TRY IT: The data that follows should be copied out exactly.

= Beginning of Section =

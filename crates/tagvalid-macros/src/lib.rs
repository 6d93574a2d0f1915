//! Procedural macros for tagvalid
//!
//! - `#[derive(Record)]` - generates the field schema the validator walks

use proc_macro::TokenStream;
use quote::quote;
use syn::ext::IdentExt;
use syn::{parse_macro_input, Data, DeriveInput, Fields, LitStr, Path};

/// Derive `tagvalid::Record` and `tagvalid::Reflect` for a struct.
///
/// # Field attributes
///
/// - `#[valid("Required;Range(1,140)")]` or `#[valid(rules = "...")]` - rule string
/// - `#[valid(json = "age,omitempty")]` - JSON naming tag, used as the error key
/// - `#[valid(alias = "Umur")]` - error key override
/// - `#[valid(inline)]` - promote the fields of a nested record into this one
/// - `#[valid(private)]` - never descended into by recursive validation
///
/// # Struct attributes
///
/// - `#[valid(check = path)]` - `fn(&Self, &mut Validation)` run once the
///   declared fields pass
///
/// Type parameters get a `tagvalid::Reflect` bound.
///
/// # Example
///
/// ```rust,ignore
/// use tagvalid::prelude::*;
///
/// #[derive(Record)]
/// #[valid(check = User::check_names)]
/// struct User {
///     #[valid("Required;Alpha")]
///     name: String,
///     #[valid(rules = "Required;Range(1,140)", json = "age")]
///     age: i32,
/// }
///
/// impl User {
///     fn check_names(&self, v: &mut Validation) {
///         if self.name == "root" {
///             v.set_error("name", "is reserved");
///         }
///     }
/// }
/// ```
#[proc_macro_derive(Record, attributes(valid))]
pub fn derive_record(input: TokenStream) -> TokenStream {
    let input = parse_macro_input!(input as DeriveInput);
    expand(&input)
        .unwrap_or_else(syn::Error::into_compile_error)
        .into()
}

#[derive(Default)]
struct FieldAttrs {
    rules: Option<LitStr>,
    json: Option<LitStr>,
    alias: Option<LitStr>,
    inline: bool,
    private: bool,
}

impl FieldAttrs {
    fn parse(attrs: &[syn::Attribute]) -> syn::Result<Self> {
        let mut out = Self::default();
        for attr in attrs {
            if !attr.path().is_ident("valid") {
                continue;
            }
            // bare string form: #[valid("Required")]
            if let Ok(lit) = attr.parse_args::<LitStr>() {
                out.rules = Some(lit);
                continue;
            }
            attr.parse_nested_meta(|meta| {
                if meta.path.is_ident("rules") {
                    out.rules = Some(meta.value()?.parse()?);
                } else if meta.path.is_ident("json") {
                    out.json = Some(meta.value()?.parse()?);
                } else if meta.path.is_ident("alias") {
                    out.alias = Some(meta.value()?.parse()?);
                } else if meta.path.is_ident("inline") {
                    out.inline = true;
                } else if meta.path.is_ident("private") {
                    out.private = true;
                } else {
                    return Err(meta.error(
                        "expected one of `rules`, `json`, `alias`, `inline`, `private`",
                    ));
                }
                Ok(())
            })?;
        }
        Ok(out)
    }
}

fn parse_check(attrs: &[syn::Attribute]) -> syn::Result<Option<Path>> {
    let mut check = None;
    for attr in attrs {
        if !attr.path().is_ident("valid") {
            continue;
        }
        attr.parse_nested_meta(|meta| {
            if meta.path.is_ident("check") {
                check = Some(meta.value()?.parse::<Path>()?);
                Ok(())
            } else {
                Err(meta.error("expected `check = path`"))
            }
        })?;
    }
    Ok(check)
}

fn expand(input: &DeriveInput) -> syn::Result<proc_macro2::TokenStream> {
    let name = &input.ident;
    let type_name = name.unraw().to_string();

    let fields = match &input.data {
        Data::Struct(data) => match &data.fields {
            Fields::Named(named) => &named.named,
            _ => {
                return Err(syn::Error::new_spanned(
                    name,
                    "Record can only be derived for structs with named fields",
                ))
            }
        },
        _ => {
            return Err(syn::Error::new_spanned(
                name,
                "Record can only be derived for structs",
            ))
        }
    };

    let mut entries = Vec::with_capacity(fields.len());
    for field in fields {
        let Some(ident) = &field.ident else {
            continue;
        };
        let attrs = FieldAttrs::parse(&field.attrs)?;
        let field_name = ident.unraw().to_string();

        let mut chain = quote!();
        if let Some(rules) = &attrs.rules {
            chain = quote! { #chain .rules(#rules) };
        }
        if let Some(json) = &attrs.json {
            chain = quote! { #chain .json(#json) };
        }
        if let Some(alias) = &attrs.alias {
            chain = quote! { #chain .alias(#alias) };
        }
        if attrs.inline {
            chain = quote! { #chain .inline() };
        }
        if attrs.private {
            chain = quote! { #chain .private() };
        }

        entries.push(quote! {
            ::tagvalid::Field::new(#field_name, &self.#ident) #chain
        });
    }

    let check = parse_check(&input.attrs)?.map(|path| {
        quote! {
            fn check(&self, validation: &mut ::tagvalid::Validation) {
                #path(self, validation)
            }
        }
    });

    let mut generics = input.generics.clone();
    for param in generics.type_params_mut() {
        param.bounds.push(syn::parse_quote!(::tagvalid::Reflect));
    }
    let (impl_generics, ty_generics, where_clause) = generics.split_for_impl();

    Ok(quote! {
        impl #impl_generics ::tagvalid::Record for #name #ty_generics #where_clause {
            fn type_name(&self) -> &'static str {
                #type_name
            }

            fn fields(&self) -> ::std::vec::Vec<::tagvalid::Field<'_>> {
                ::std::vec![#(#entries),*]
            }

            #check
        }

        impl #impl_generics ::tagvalid::Reflect for #name #ty_generics #where_clause {
            fn to_value(&self) -> ::tagvalid::Value {
                ::tagvalid::record_value(self)
            }

            fn node(&self) -> ::tagvalid::Node<'_> {
                ::tagvalid::Node::Record(self)
            }
        }
    })
}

= End of Section =

ANSWER TO THE PROBLEM:
filename crates/tagvalid-macros/src/lib.rs
repository 6d93574a2d0f1915
//! Procedural macros for tagvalid
//!
//! - `#[derive(Record)]` - generates the field schema the validator walks

use proc_macro::TokenStream;
use quote::quote;
use syn::ext::IdentExt;
use syn::{parse_macro_input, Data, DeriveInput, Fields, LitStr, Path};

/// Derive `tagvalid::Record` and `tagvalid::Reflect` for a struct.
///
/// # Field attributes
///
/// - `#[valid("Required;Range(1,140)")]` or `#[valid(rules = "...")]` - rule string
/// - `#[valid(json = "age,omitempty")]` - JSON naming tag, used as the error key
/// - `#[valid(alias = "Umur")]` - error key override
/// - `#[valid(inline)]` - promote the fields of a nested record into this one
/// - `#[valid(private)]` - never descended into by recursive validation
///
/// # Struct attributes
///
/// - `#[valid(check = path)]` - `fn(&Self, &mut Validation)` run once the
///   declared fields pass
///
/// Type parameters get a `tagvalid::Reflect` bound.
///
/// # Example
///
/// ```rust,ignore
/// use tagvalid::prelude::*;
///
/// #[derive(Record)]
/// #[valid(check = User::check_names)]
/// struct User {
///     #[valid("Required;Alpha")]
///     name: String,
///     #[valid(rules = "Required;Range(1,140)", json = "age")]
///     age: i32,
/// }
///
/// impl User {
///     fn check_names(&self, v: &mut Validation) {
///         if self.name == "root" {
///             v.set_error("name", "is reserved");
///         }
///     }
/// }
/// ```
#[proc_macro_derive(Record, attributes(valid))]
pub fn derive_record(input: TokenStream) -> TokenStream {
    let input = parse_macro_input!(input as DeriveInput);
    expand(&input)
        .unwrap_or_else(syn::Error::into_compile_error)
        .into()
}

#[derive(Default)]
struct FieldAttrs {
    rules: Option<LitStr>,
    json: Option<LitStr>,
    alias: Option<LitStr>,
    inline: bool,
    private: bool,
}

impl FieldAttrs {
    fn parse(attrs: &[syn::Attribute]) -> syn::Result<Self> {
        let mut out = Self::default();
        for attr in attrs {
            if !attr.path().is_ident("valid") {
                continue;
            }
            // bare string form: #[valid("Required")]
            if let Ok(lit) = attr.parse_args::<LitStr>() {
                out.rules = Some(lit);
                continue;
            }
            attr.parse_nested_meta(|meta| {
                if meta.path.is_ident("rules") {
                    out.rules = Some(meta.value()?.parse()?);
                } else if meta.path.is_ident("json") {
                    out.json = Some(meta.value()?.parse()?);
                } else if meta.path.is_ident("alias") {
                    out.alias = Some(meta.value()?.parse()?);
                } else if meta.path.is_ident("inline") {
                    out.inline = true;
                } else if meta.path.is_ident("private") {
                    out.private = true;
                } else {
                    return Err(meta.error(
                        "expected one of `rules`, `json`, `alias`, `inline`, `private`",
                    ));
                }
                Ok(())
            })?;
        }
        Ok(out)
    }
}

fn parse_check(attrs: &[syn::Attribute]) -> syn::Result<Option<Path>> {
    let mut check = None;
    for attr in attrs {
        if !attr.path().is_ident("valid") {
            continue;
        }
        attr.parse_nested_meta(|meta| {
            if meta.path.is_ident("check") {
                check = Some(meta.value()?.parse::<Path>()?);
                Ok(())
            } else {
                Err(meta.error("expected `check = path`"))
            }
        })?;
    }
    Ok(check)
}

fn expand(input: &DeriveInput) -> syn::Result<proc_macro2::TokenStream> {
    let name = &input.ident;
    let type_name = name.unraw().to_string();

    let fields = match &input.data {
        Data::Struct(data) => match &data.fields {
            Fields::Named(named) => &named.named,
            _ => {
                return Err(syn::Error::new_spanned(
                    name,
                    "Record can only be derived for structs with named fields",
                ))
            }
        },
        _ => {
            return Err(syn::Error::new_spanned(
                name,
                "Record can only be derived for structs",
            ))
        }
    };

    let mut entries = Vec::with_capacity(fields.len());
    for field in fields {
        let Some(ident) = &field.ident else {
            continue;
        };
        let attrs = FieldAttrs::parse(&field.attrs)?;
        let field_name = ident.unraw().to_string();

        let mut chain = quote!();
        if let Some(rules) = &attrs.rules {
            chain = quote! { #chain .rules(#rules) };
        }
        if let Some(json) = &attrs.json {
            chain = quote! { #chain .json(#json) };
        }
        if let Some(alias) = &attrs.alias {
            chain = quote! { #chain .alias(#alias) };
        }
        if attrs.inline {
            chain = quote! { #chain .inline() };
        }
        if attrs.private {
            chain = quote! { #chain .private() };
        }

        entries.push(quote! {
            ::tagvalid::Field::new(#field_name, &self.#ident) #chain
        });
    }

    let check = parse_check(&input.attrs)?.map(|path| {
        quote! {
            fn check(&self, validation: &mut ::tagvalid::Validation) {
                #path(self, validation)
            }
        }
    });

    let mut generics = input.generics.clone();
    for param in generics.type_params_mut() {
        param.bounds.push(syn::parse_quote!(::tagvalid::Reflect));
    }
    let (impl_generics, ty_generics, where_clause) = generics.split_for_impl();

    Ok(quote! {
        impl #impl_generics ::tagvalid::Record for #name #ty_generics #where_clause {
            fn type_name(&self) -> &'static str {
                #type_name
            }

            fn fields(&self) -> ::std::vec::Vec<::tagvalid::Field<'_>> {
                ::std::vec![#(#entries),*]
            }

            #check
        }

        impl #impl_generics ::tagvalid::Reflect for #name #ty_generics #where_clause {
            fn to_value(&self) -> ::tagvalid::Value {
                ::tagvalid::record_value(self)
            }

            fn node(&self) -> ::tagvalid::Node<'_> {
                ::tagvalid::Node::Record(self)
            }
        }
    })
}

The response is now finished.